• **Exercise directions**
Reproduce every record below, character by character.

=== Begin Enclosure ===

//! # Harness Configuration
//!
//! Explicit, validated configuration for the measurement protocol. Defaults
//! match the reference workload arrangement (3 warmup iterations, 15
//! measurement iterations, 200ms per iteration, 1024 operations per
//! invocation); every knob can be overridden through `FSMBENCH_*`
//! environment variables or the CLI.

use serde::{Deserialize, Serialize};
use std::fmt;
use std::str::FromStr;
use std::time::Duration;

use crate::error::BenchResult;

/// Execution unit each subject's trial runs in
#[derive(Debug, Clone, Copy, PartialEq, Eq, Serialize, Deserialize)]
#[serde(rename_all = "lowercase")]
pub enum IsolationMode {
    /// Child process per subject, re-executing the harness binary
    Process,
    /// Dedicated OS thread per subject within the current process
    Thread,
}

impl fmt::Display for IsolationMode {
    fn fmt(&self, f: &mut fmt::Formatter<'_>) -> fmt::Result {
        match self {
            Self::Process => write!(f, "process"),
            Self::Thread => write!(f, "thread"),
        }
    }
}

impl FromStr for IsolationMode {
    type Err = String;

    fn from_str(s: &str) -> Result<Self, Self::Err> {
        match s {
            "process" => Ok(Self::Process),
            "thread" => Ok(Self::Thread),
            other => Err(format!(
                "unknown isolation mode '{other}', expected 'process' or 'thread'"
            )),
        }
    }
}

/// Measurement protocol knobs
#[derive(Debug, Clone, Serialize, Deserialize)]
#[serde(default)]
pub struct BenchConfig {
    /// Iterations run and discarded before measurement starts
    pub warmup_iterations: u32,

    /// Iterations whose timings are recorded and reduced
    pub measurement_iterations: u32,

    /// Wall-clock budget per iteration; an overrunning iteration stops at
    /// this boundary with its partial operation count recorded
    pub iteration_duration_ms: u64,

    /// Logical operations fired per iteration
    pub operations_per_invocation: u64,

    /// Execution unit per subject trial
    pub isolation: IsolationMode,
}

impl Default for BenchConfig {
    fn default() -> Self {
        Self {
            warmup_iterations: 3,
            measurement_iterations: 15,
            iteration_duration_ms: 200,
            operations_per_invocation: 1024,
            isolation: IsolationMode::Process,
        }
    }
}

impl BenchConfig {
    /// Load configuration from `FSMBENCH_*` environment variables overlaid
    /// on the defaults.
    pub fn from_env() -> BenchResult<Self> {
        let source = config::Config::builder()
            .add_source(config::Environment::with_prefix("FSMBENCH").try_parsing(true))
            .build()?;
        let loaded: Self = source.try_deserialize()?;
        loaded.validate()?;
        Ok(loaded)
    }

    /// Wall-clock budget per iteration as a duration
    pub fn iteration_budget(&self) -> Duration {
        Duration::from_millis(self.iteration_duration_ms)
    }

    /// Reject configurations that cannot produce a meaningful measurement
    pub fn validate(&self) -> BenchResult<()> {
        if self.measurement_iterations == 0 {
            return Err(crate::error::BenchError::configuration(
                "measurement_iterations must be at least 1",
            ));
        }
        if self.operations_per_invocation == 0 {
            return Err(crate::error::BenchError::configuration(
                "operations_per_invocation must be at least 1",
            ));
        }
        Ok(())
    }
}

#[cfg(test)]
mod tests {
    use super::*;

    #[test]
    fn test_defaults_match_reference_arrangement() {
        let config = BenchConfig::default();
        assert_eq!(config.warmup_iterations, 3);
        assert_eq!(config.measurement_iterations, 15);
        assert_eq!(config.iteration_duration_ms, 200);
        assert_eq!(config.operations_per_invocation, 1024);
        assert_eq!(config.isolation, IsolationMode::Process);
    }

    #[test]
    fn test_isolation_mode_round_trip() {
        assert_eq!(
            "process".parse::<IsolationMode>().unwrap(),
            IsolationMode::Process
        );
        assert_eq!(
            "thread".parse::<IsolationMode>().unwrap(),
            IsolationMode::Thread
        );
        assert!("fork".parse::<IsolationMode>().is_err());
        assert_eq!(IsolationMode::Thread.to_string(), "thread");
    }

    #[test]
    fn test_validate_rejects_zero_iterations() {
        let config = BenchConfig {
            measurement_iterations: 0,
            ..BenchConfig::default()
        };
        assert!(config.validate().is_err());

        let config = BenchConfig {
            operations_per_invocation: 0,
            ..BenchConfig::default()
        };
        assert!(config.validate().is_err());
    }

    #[test]
    fn test_zero_duration_budget_is_allowed() {
        // A zero budget is a valid way to probe the timeout path
        let config = BenchConfig {
            iteration_duration_ms: 0,
            ..BenchConfig::default()
        };
        assert!(config.validate().is_ok());
        assert_eq!(config.iteration_budget(), Duration::ZERO);
    }
}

=== End Enclosure ===

• **Response for this exercise**
//! # Harness Configuration
//!
//! Explicit, validated configuration for the measurement protocol. Defaults
//! match the reference workload arrangement (3 warmup iterations, 15
//! measurement iterations, 200ms per iteration, 1024 operations per
//! invocation); every knob can be overridden through `FSMBENCH_*`
//! environment variables or the CLI.

use serde::{Deserialize, Serialize};
use std::fmt;
use std::str::FromStr;
use std::time::Duration;

use crate::error::BenchResult;

/// Execution unit each subject's trial runs in
#[derive(Debug, Clone, Copy, PartialEq, Eq, Serialize, Deserialize)]
#[serde(rename_all = "lowercase")]
pub enum IsolationMode {
    /// Child process per subject, re-executing the harness binary
    Process,
    /// Dedicated OS thread per subject within the current process
    Thread,
}

impl fmt::Display for IsolationMode {
    fn fmt(&self, f: &mut fmt::Formatter<'_>) -> fmt::Result {
        match self {
            Self::Process => write!(f, "process"),
            Self::Thread => write!(f, "thread"),
        }
    }
}

impl FromStr for IsolationMode {
    type Err = String;

    fn from_str(s: &str) -> Result<Self, Self::Err> {
        match s {
            "process" => Ok(Self::Process),
            "thread" => Ok(Self::Thread),
            other => Err(format!(
                "unknown isolation mode '{other}', expected 'process' or 'thread'"
            )),
        }
    }
}

/// Measurement protocol knobs
#[derive(Debug, Clone, Serialize, Deserialize)]
#[serde(default)]
pub struct BenchConfig {
    /// Iterations run and discarded before measurement starts
    pub warmup_iterations: u32,

    /// Iterations whose timings are recorded and reduced
    pub measurement_iterations: u32,

    /// Wall-clock budget per iteration; an overrunning iteration stops at
    /// this boundary with its partial operation count recorded
    pub iteration_duration_ms: u64,

    /// Logical operations fired per iteration
    pub operations_per_invocation: u64,

    /// Execution unit per subject trial
    pub isolation: IsolationMode,
}

impl Default for BenchConfig {
    fn default() -> Self {
        Self {
            warmup_iterations: 3,
            measurement_iterations: 15,
            iteration_duration_ms: 200,
            operations_per_invocation: 1024,
            isolation: IsolationMode::Process,
        }
    }
}

impl BenchConfig {
    /// Load configuration from `FSMBENCH_*` environment variables overlaid
    /// on the defaults.
    pub fn from_env() -> BenchResult<Self> {
        let source = config::Config::builder()
            .add_source(config::Environment::with_prefix("FSMBENCH").try_parsing(true))
            .build()?;
        let loaded: Self = source.try_deserialize()?;
        loaded.validate()?;
        Ok(loaded)
    }

    /// Wall-clock budget per iteration as a duration
    pub fn iteration_budget(&self) -> Duration {
        Duration::from_millis(self.iteration_duration_ms)
    }

    /// Reject configurations that cannot produce a meaningful measurement
    pub fn validate(&self) -> BenchResult<()> {
        if self.measurement_iterations == 0 {
            return Err(crate::error::BenchError::configuration(
                "measurement_iterations must be at least 1",
            ));
        }
        if self.operations_per_invocation == 0 {
            return Err(crate::error::BenchError::configuration(
                "operations_per_invocation must be at least 1",
            ));
        }
        Ok(())
    }
}

#[cfg(test)]
mod tests {
    use super::*;

    #[test]
    fn test_defaults_match_reference_arrangement() {
        let config = BenchConfig::default();
        assert_eq!(config.warmup_iterations, 3);
        assert_eq!(config.measurement_iterations, 15);
        assert_eq!(config.iteration_duration_ms, 200);
        assert_eq!(config.operations_per_invocation, 1024);
        assert_eq!(config.isolation, IsolationMode::Process);
    }

    #[test]
    fn test_isolation_mode_round_trip() {
        assert_eq!(
            "process".parse::<IsolationMode>().unwrap(),
            IsolationMode::Process
        );
        assert_eq!(
            "thread".parse::<IsolationMode>().unwrap(),
            IsolationMode::Thread
        );
        assert!("fork".parse::<IsolationMode>().is_err());
        assert_eq!(IsolationMode::Thread.to_string(), "thread");
    }

    #[test]
    fn test_validate_rejects_zero_iterations() {
        let config = BenchConfig {
            measurement_iterations: 0,
            ..BenchConfig::default()
        };
        assert!(config.validate().is_err());

        let config = BenchConfig {
            operations_per_invocation: 0,
            ..BenchConfig::default()
        };
        assert!(config.validate().is_err());
    }

    #[test]
    fn test_zero_duration_budget_is_allowed() {
        // A zero budget is a valid way to probe the timeout path
        let config = BenchConfig {
            iteration_duration_ms: 0,
            ..BenchConfig::default()
        };
        assert!(config.validate().is_ok());
        assert_eq!(config.iteration_budget(), Duration::ZERO);
    }
}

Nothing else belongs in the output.